In het oorspronkelijk werk van Cook wordt niet het Hamiltoncircuit-probleem genoemd, maar het Satisfiability problem voor logische uitdrukkingen. Vlak daarna ontdekte Richard M. Karp (1935) dat het Satisfiability problem polynomiaal kan worden teruggevoerd tot diverse andere problemen in de klasse NP-volledig, zoals het Hamiltoncircuit-probleem en het deelsomprobleem. Cook ontving in 1982 de Turing Award – gezien als de Nobelprijs voor informatica – voor zijn werk aan het P versus NP probleem. Karp ontving deze prestigieuze prijs drie jaar later.
Diverse geniale breinen hebben geprobeerd een polynomiale tijd algoritme te vinden voor een NP-volledig probleem. Omdat dit tot nu toe niet succesvol is gebleken, zijn velen daardoor gesterkt in de mening dat zo’n algoritme niet bestaat.
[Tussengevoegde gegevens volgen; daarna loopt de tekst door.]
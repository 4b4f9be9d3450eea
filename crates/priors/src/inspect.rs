//! Diagnostic previews of intermediate geometries

use crate::error::{PriorError, Result};
use geo::BoundingRect;
use geo_types::{LineString, MultiPolygon};
use std::fmt::Write as _;
use std::fs;
use std::path::Path;

/// Longest side of the preview, in SVG user units
const PREVIEW_SIZE: f64 = 1000.0;

/// Write an SVG drawing of `geometry` to `path`
///
/// The drawing is scaled to fit a 1000-unit square, north up, with holes
/// rendered through the even-odd fill rule.
pub fn write_svg_preview(geometry: &MultiPolygon<f64>, path: &Path) -> Result<()> {
    let rect = geometry
        .bounding_rect()
        .ok_or_else(|| PriorError::EmptyGeometry("nothing to preview".into()))?;

    let (width, height) = (rect.width(), rect.height());
    let scale = PREVIEW_SIZE / width.max(height).max(f64::MIN_POSITIVE);
    let (min_x, max_y) = (rect.min().x, rect.max().y);
    let project = |x: f64, y: f64| ((x - min_x) * scale, (max_y - y) * scale);

    let mut svg = String::new();
    let _ = writeln!(
        svg,
        r#"<svg xmlns="http://www.w3.org/2000/svg" viewBox="0 0 {:.1} {:.1}">"#,
        width * scale,
        height * scale
    );
    for polygon in geometry {
        let mut d = String::new();
        for ring in std::iter::once(polygon.exterior()).chain(polygon.interiors()) {
            ring_path(ring, &project, &mut d);
        }
        let _ = writeln!(
            svg,
            r##"  <path d="{d}" fill="#3a7bd5" fill-opacity="0.6" fill-rule="evenodd" stroke="#1d3d6b" stroke-width="0.5"/>"##
        );
    }
    svg.push_str("</svg>\n");

    if let Some(parent) = path.parent().filter(|p| !p.as_os_str().is_empty()) {
        fs::create_dir_all(parent)?;
    }
    fs::write(path, svg)?;
    Ok(())
}

fn ring_path<F: Fn(f64, f64) -> (f64, f64)>(ring: &LineString<f64>, project: &F, d: &mut String) {
    for (i, c) in ring.0.iter().enumerate() {
        let (x, y) = project(c.x, c.y);
        let _ = write!(d, "{}{:.2},{:.2} ", if i == 0 { 'M' } else { 'L' }, x, y);
    }
    d.push('Z');
}
//! Onshore interior shore-proximity prior

use super::{union_shapes, RunContext};
use crate::config::{InteriorShoreConfig, Side};
use crate::edge_file::{write_edge_file, EdgeFileMeta};
use crate::error::{PriorError, Result};
use crate::inspect::write_svg_preview;
use crate::shapes::{get_shapes, CountryShape, ShapeSource};
use priorgen_algorithms::proximity::edges_by_proximity;
use priorgen_algorithms::region::RegionMask;
use priorgen_algorithms::vector::{reproject_densified, reproject_geometry};
use priorgen_core::{Raster, SpatialGeometry, CRS};
use std::path::{Path, PathBuf};
use tracing::info;

/// Intermediate and final products of the interior shore-proximity prior
#[derive(Debug, Clone)]
pub struct InteriorShoreLayer {
    pub mask: RegionMask,
    /// Sea complement, in the configured complement CRS
    pub complement: SpatialGeometry,
    pub result: Raster<u8>,
}

/// Everything in the frame that is not onshore, in the complement CRS
pub fn complement_geometry(onshore: &SpatialGeometry, config: &InteriorShoreConfig) -> Result<SpatialGeometry> {
    let frame_crs = config.frame.crs();
    let land = reproject_geometry(onshore, &frame_crs)?.to_multi_polygon();

    let complement = config.complement_part.select(config.frame.complement(&land));
    if complement.0.is_empty() {
        return Err(PriorError::EmptyGeometry("onshore region covers the whole frame".into()));
    }
    info!(parts = complement.0.len(), part = ?config.complement_part, "computed sea complement");

    let complement = SpatialGeometry::new(complement, frame_crs);
    let target = CRS::from_epsg(config.complement_epsg);
    Ok(reproject_densified(&complement, &target, config.densify)?)
}

/// Classify onshore pixels by distance to the sea complement
pub fn interior_shore_layer(shapes: &[CountryShape], config: &InteriorShoreConfig) -> Result<InteriorShoreLayer> {
    let onshore = union_shapes(shapes)?;
    let srs = CRS::from_epsg(config.epsg);
    let mask = RegionMask::from_geometry(&onshore, config.pixel_size, &srs)?;

    let complement = complement_geometry(&onshore, config)?;
    let result = edges_by_proximity(&mask, std::slice::from_ref(&complement), &config.distances)?;

    Ok(InteriorShoreLayer {
        mask,
        complement,
        result,
    })
}

/// Generate the interior shore-proximity prior into the GLAES output directory
///
/// With `inspect`, an SVG drawing of the sea complement is written there
/// as well.
pub fn create_interior_shore_proximity_prior<S: ShapeSource + ?Sized>(
    ctx: &RunContext,
    source: &S,
    config: &InteriorShoreConfig,
    inspect: Option<&Path>,
) -> Result<PathBuf> {
    let save = config.save_shapes.then_some(ctx.shapes_cache.as_path());
    let shapes = get_shapes(source, &config.countries, Side::Onshore, save)?;

    let layer = interior_shore_layer(&shapes, config)?;

    if let Some(path) = inspect {
        write_svg_preview(&layer.complement.to_multi_polygon(), path)?;
        info!(path = %path.display(), "wrote complement preview");
    }

    let meta = EdgeFileMeta::new(&config.metadata, ctx.tail.as_str(), &config.distances);
    write_edge_file(&layer.result, &layer.mask, &meta, &ctx.paths.glaes_output_dir())
}
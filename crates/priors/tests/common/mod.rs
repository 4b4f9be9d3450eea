//! Shared fixtures: a scratch data tree, synthetic shapes and bathymetry.
//!
//! Everything is generated around the LAEA Europe projection centre
//! (10°E, 52°N) so distances are easy to reason about.

#![allow(dead_code)]

use geo_types::{polygon, Polygon};
use priorgen::{CountryCode, DataPaths, InMemoryShapes, RunContext, Side};
use priorgen_core::io::write_geotiff;
use priorgen_core::{GeoTransform, Raster, CRS};
use std::path::Path;
use tempfile::TempDir;

pub fn code(c: &str) -> CountryCode {
    CountryCode::new(c).unwrap()
}

/// Lon/lat rectangle
pub fn lonlat_rect(lon0: f64, lat0: f64, lon1: f64, lat1: f64) -> Polygon<f64> {
    polygon![(x: lon0, y: lat0), (x: lon1, y: lat0), (x: lon1, y: lat1), (x: lon0, y: lat1)]
}

/// Scratch data root plus a run context writing into it
pub fn data_tree(tail: &str) -> (TempDir, RunContext) {
    let dir = tempfile::tempdir().unwrap();
    let paths = DataPaths::new(dir.path());
    let cache = paths.resolve("geographics/generated");
    (dir, RunContext::new(paths, tail, cache))
}

/// Offshore shapes "DE" and "DK": two halves of the 9.6..10.4°E, 51.8..52.2°N box
pub fn offshore_shapes() -> InMemoryShapes {
    InMemoryShapes::new()
        .with(Side::Offshore, code("DE"), lonlat_rect(9.6, 51.8, 10.0, 52.2), CRS::wgs84())
        .with(Side::Offshore, code("DK"), lonlat_rect(10.0, 51.8, 10.4, 52.2), CRS::wgs84())
}

/// Onshore shape "LU": 9.8..10.2°E, 51.85..52.15°N
pub fn onshore_shapes() -> InMemoryShapes {
    InMemoryShapes::new().with(Side::Onshore, code("LU"), lonlat_rect(9.8, 51.85, 10.2, 52.15), CRS::wgs84())
}

/// Bathymetry over 9..11°E, 51..53°N at 0.01°: land (+50 m) west of
/// `coast_lon`, sea (-40 m) east of it
pub fn write_bathymetry(path: &Path, coast_lon: f64) {
    let (rows, cols) = (200, 200);
    let transform = GeoTransform::north_up(9.0, 53.0, 0.01);
    let data: Vec<f64> = (0..rows)
        .flat_map(|_| {
            (0..cols).map(move |col| {
                let (lon, _) = transform.pixel_to_geo(col, 0);
                if lon < coast_lon { 50.0 } else { -40.0 }
            })
        })
        .collect();

    let mut raster = Raster::from_vec(data, rows, cols).unwrap();
    raster.set_transform(transform);
    raster.set_crs(Some(CRS::wgs84()));

    std::fs::create_dir_all(path.parent().unwrap()).unwrap();
    write_geotiff(&raster, path, None).unwrap();
}
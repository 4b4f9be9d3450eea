//! Error types for priorgen

use thiserror::Error;

/// Main error type for raster, vector and projection operations
#[derive(Error, Debug)]
pub enum Error {
    #[error("I/O error: {0}")]
    Io(#[from] std::io::Error),

    #[error("Invalid raster dimensions: {width}x{height}")]
    InvalidDimensions { width: usize, height: usize },

    #[error("Index out of bounds: ({row}, {col}) in raster of size ({rows}, {cols})")]
    IndexOutOfBounds {
        row: usize,
        col: usize,
        rows: usize,
        cols: usize,
    },

    #[error("CRS mismatch: {0} vs {1}")]
    CrsMismatch(String, String),

    #[error("Unsupported coordinate transformation: {from} -> {to}")]
    UnsupportedCrs { from: String, to: String },

    #[error("Invalid extent: ({xmin}, {ymin}) - ({xmax}, {ymax})")]
    InvalidExtent {
        xmin: f64,
        ymin: f64,
        xmax: f64,
        ymax: f64,
    },

    #[error("Invalid geometry: {0}")]
    InvalidGeometry(String),

    #[error("Unsupported data type: {0}")]
    UnsupportedDataType(String),

    #[error("TIFF error: {0}")]
    Tiff(String),

    #[error("Shapefile error: {0}")]
    Shapefile(String),

    #[error("GDAL error: {0}")]
    #[cfg(feature = "gdal")]
    Gdal(String),

    #[error("Invalid parameter: {name} = {value} ({reason})")]
    InvalidParameter {
        name: &'static str,
        value: String,
        reason: String,
    },

    #[error("Algorithm error: {0}")]
    Algorithm(String),

    #[error("{0}")]
    Other(String),
}

#[cfg(feature = "gdal")]
impl From<gdal::errors::GdalError> for Error {
    fn from(e: gdal::errors::GdalError) -> Self {
        Error::Gdal(e.to_string())
    }
}

impl From<tiff::TiffError> for Error {
    fn from(e: tiff::TiffError) -> Self {
        Error::Tiff(e.to_string())
    }
}

impl From<shapefile::Error> for Error {
    fn from(e: shapefile::Error) -> Self {
        Error::Shapefile(e.to_string())
    }
}

/// Result type alias for priorgen operations
pub type Result<T> = std::result::Result<T, Error>;
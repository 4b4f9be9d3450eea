//! Proximity classification ("edges by proximity")
//!
//! Every pixel of a region mask is classified by its distance to a set of
//! target geometries against an ordered list of threshold distances:
//!
//! - `i` (0-based): the first threshold `d_i` with `distance <= d_i`
//! - [`UNTOUCHED`] (254): inside the region but beyond every threshold
//! - [`NODATA`] (255): outside the region
//!
//! Distances are planar, in mask CRS units, from the pixel centre to the
//! nearest target boundary segment; a centre inside a target polygon is at
//! distance 0.

use crate::maybe_rayon::*;
use crate::rasterize::coverage;
use crate::region::RegionMask;
use crate::vector::reproject_geometry;
use ndarray::Array2;
use priorgen_core::{Error, Raster, Result, SpatialGeometry};
use rstar::primitives::Line;
use rstar::{PointDistance, RTree};
use tracing::{debug, info};

/// Value of region pixels farther than every threshold
pub const UNTOUCHED: u8 = 254;

/// Value of pixels outside the region
pub const NODATA: u8 = 255;

/// Most thresholds a byte classification can hold next to the two markers
pub const MAX_THRESHOLDS: usize = UNTOUCHED as usize;

/// Check that thresholds are finite, non-negative and non-decreasing
pub fn validate_distances(distances: &[f64]) -> Result<()> {
    let invalid = |reason: String| Error::InvalidParameter {
        name: "distances",
        value: format!("{distances:?}"),
        reason,
    };

    if distances.len() > MAX_THRESHOLDS {
        return Err(invalid(format!("at most {MAX_THRESHOLDS} thresholds fit a byte raster")));
    }
    if let Some(d) = distances.iter().find(|d| !(d.is_finite() && **d >= 0.0)) {
        return Err(invalid(format!("{d} is not a finite non-negative distance")));
    }
    if let Some(pair) = distances.windows(2).find(|w| w[1] < w[0]) {
        return Err(invalid(format!("{} follows {}", pair[1], pair[0])));
    }
    Ok(())
}

/// Class of a pixel at `distance` from the nearest target
pub fn classify_distance(distance: f64, distances: &[f64]) -> u8 {
    distances
        .iter()
        .position(|&d| distance <= d)
        .map_or(UNTOUCHED, |i| i as u8)
}

/// Classify every region pixel by proximity to `geometries`
///
/// Target geometries are transformed into the mask CRS before distances
/// are measured. With no target polygons, every region pixel is
/// [`UNTOUCHED`].
pub fn edges_by_proximity(
    mask: &RegionMask,
    geometries: &[SpatialGeometry],
    distances: &[f64],
) -> Result<Raster<u8>> {
    validate_distances(distances)?;

    let mut polygons = Vec::new();
    for geometry in geometries {
        polygons.extend(reproject_geometry(geometry, mask.srs())?.polygons());
    }

    let segments: Vec<Line<[f64; 2]>> = polygons
        .iter()
        .flat_map(|p| std::iter::once(p.exterior()).chain(p.interiors()))
        .flat_map(|ring| ring.lines())
        .filter(|l| l.start != l.end)
        .map(|l| Line::new([l.start.x, l.start.y], [l.end.x, l.end.y]))
        .collect();
    let segment_count = segments.len();
    let tree = RTree::bulk_load(segments);

    let (rows, cols) = mask.shape();
    let transform = *mask.transform();
    let inside_target = coverage(&polygons, &transform, rows, cols)?;
    debug!(polygons = polygons.len(), segments = segment_count, "indexed target boundaries");

    let data: Vec<u8> = (0..rows)
        .into_par_iter()
        .flat_map(|row| {
            let mut line = vec![NODATA; cols];
            for (col, cell) in line.iter_mut().enumerate() {
                if !mask.is_inside(row, col) {
                    continue;
                }
                if inside_target[[row, col]] {
                    *cell = classify_distance(0.0, distances);
                    continue;
                }
                let (x, y) = transform.pixel_to_geo(col, row);
                *cell = match tree.nearest_neighbor(&[x, y]) {
                    Some(segment) => classify_distance(segment.distance_2(&[x, y]).sqrt(), distances),
                    None => UNTOUCHED,
                };
            }
            line
        })
        .collect();

    let array = Array2::from_shape_vec((rows, cols), data).map_err(|e| Error::Other(e.to_string()))?;
    let mut result = mask.mask().with_same_meta::<u8>();
    *result.data_mut() = array;
    result.set_nodata(Some(NODATA));

    info!(
        rows,
        cols,
        thresholds = distances.len(),
        untouched = result.count_where(|v| v == UNTOUCHED),
        "classified proximity"
    );
    Ok(result)
}
//! Geometry reprojection

use geo::MapCoords;
use geo_types::{Coord, Geometry, LineString, MultiPolygon, Polygon};
use priorgen_core::{CoordTransform, Result, SpatialGeometry, CRS};

/// Transform every vertex of a geometry into `to`
///
/// Edges stay straight in the target CRS; use [`reproject_densified`]
/// when long edges should follow their curved image.
pub fn reproject_geometry(geometry: &SpatialGeometry, to: &CRS) -> Result<SpatialGeometry> {
    let transform = CoordTransform::new(&geometry.crs, to)?;
    if transform.is_identity() {
        return Ok(SpatialGeometry::new(geometry.geometry.clone(), to.clone()));
    }

    let projected = geometry.geometry.map_coords(|c| {
        let (x, y) = transform.transform(c.x, c.y);
        Coord { x, y }
    });
    Ok(SpatialGeometry::new(projected, to.clone()))
}

/// Densify to `max_segment` (source units), then reproject
pub fn reproject_densified(
    geometry: &SpatialGeometry,
    to: &CRS,
    max_segment: f64,
) -> Result<SpatialGeometry> {
    let dense = SpatialGeometry::new(densify(&geometry.geometry, max_segment), geometry.crs.clone());
    reproject_geometry(&dense, to)
}

/// Insert vertices so no polygon or line edge is longer than `max_segment`
///
/// Point geometries are returned unchanged, as are all geometries when
/// `max_segment` is not positive.
pub fn densify(geometry: &Geometry<f64>, max_segment: f64) -> Geometry<f64> {
    if !(max_segment > 0.0) {
        return geometry.clone();
    }
    match geometry {
        Geometry::LineString(ls) => Geometry::LineString(densify_line(ls, max_segment)),
        Geometry::MultiLineString(mls) => Geometry::MultiLineString(
            mls.0.iter().map(|ls| densify_line(ls, max_segment)).collect(),
        ),
        Geometry::Polygon(p) => Geometry::Polygon(densify_polygon(p, max_segment)),
        Geometry::MultiPolygon(mp) => Geometry::MultiPolygon(MultiPolygon::new(
            mp.0.iter().map(|p| densify_polygon(p, max_segment)).collect(),
        )),
        Geometry::Rect(r) => Geometry::Polygon(densify_polygon(&r.to_polygon(), max_segment)),
        Geometry::GeometryCollection(gc) => Geometry::GeometryCollection(
            gc.0.iter().map(|g| densify(g, max_segment)).collect(),
        ),
        other => other.clone(),
    }
}

fn densify_polygon(polygon: &Polygon<f64>, max_segment: f64) -> Polygon<f64> {
    Polygon::new(
        densify_line(polygon.exterior(), max_segment),
        polygon
            .interiors()
            .iter()
            .map(|ring| densify_line(ring, max_segment))
            .collect(),
    )
}

fn densify_line(line: &LineString<f64>, max_segment: f64) -> LineString<f64> {
    let mut coords = Vec::with_capacity(line.0.len());
    for pair in line.0.windows(2) {
        let (a, b) = (pair[0], pair[1]);
        let length = (b.x - a.x).hypot(b.y - a.y);
        let steps = (length / max_segment).ceil().max(1.0) as usize;
        for i in 0..steps {
            let t = i as f64 / steps as f64;
            coords.push(Coord {
                x: a.x + t * (b.x - a.x),
                y: a.y + t * (b.y - a.y),
            });
        }
    }
    if let Some(last) = line.0.last() {
        coords.push(*last);
    }
    LineString::new(coords)
}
Dit impliceert automatisch het vermoeden dat P ≠ NP. Inderdaad, het idee dat alle NP-problemen ’makkelijk’ zouden zijn, dus dat P = NP, klinkt te mooi om waar te zijn. Maar ook P ≠ NP is een wonderbaarlijke uitspraak: het betekent dat van alle NP-volledige problemen (dat zijn er duizenden!) er niet één oplosbaar is in polynomiale tijd.
Nog enkele NP-problemen
- Optimale Golomb-linialen
- Sudoku’s (pdf)
- Tetris
- Mijnenvegen (Eng.)

Op de P versus NP page van de Technische Universiteit Eindhoven worden vermeende bewijzen van ofwel P = NP ofwel P ≠ NP verzameld. Al die bewijzen worden nauwkeurig gecontroleerd door specialisten. Tot nu toe blijkt geen enkel bewijs waterdicht. Het hardnekkige voortbestaan van het P versus NP probleem en het grote belang ervan voor computationele toepassingen hebben ervoor gezorgd dat het een plaats heeft gekregen onder de bekendste problemen in de wiskunde. In 2000 kwam het probleem op de lijst van zeven grootste open problemen uit de wiskunde: de millennium problems van het Clay Mathematics Institute. Voor de persoon die in staat is om zo’n probleem te kraken, ligt een miljoen dollar klaar.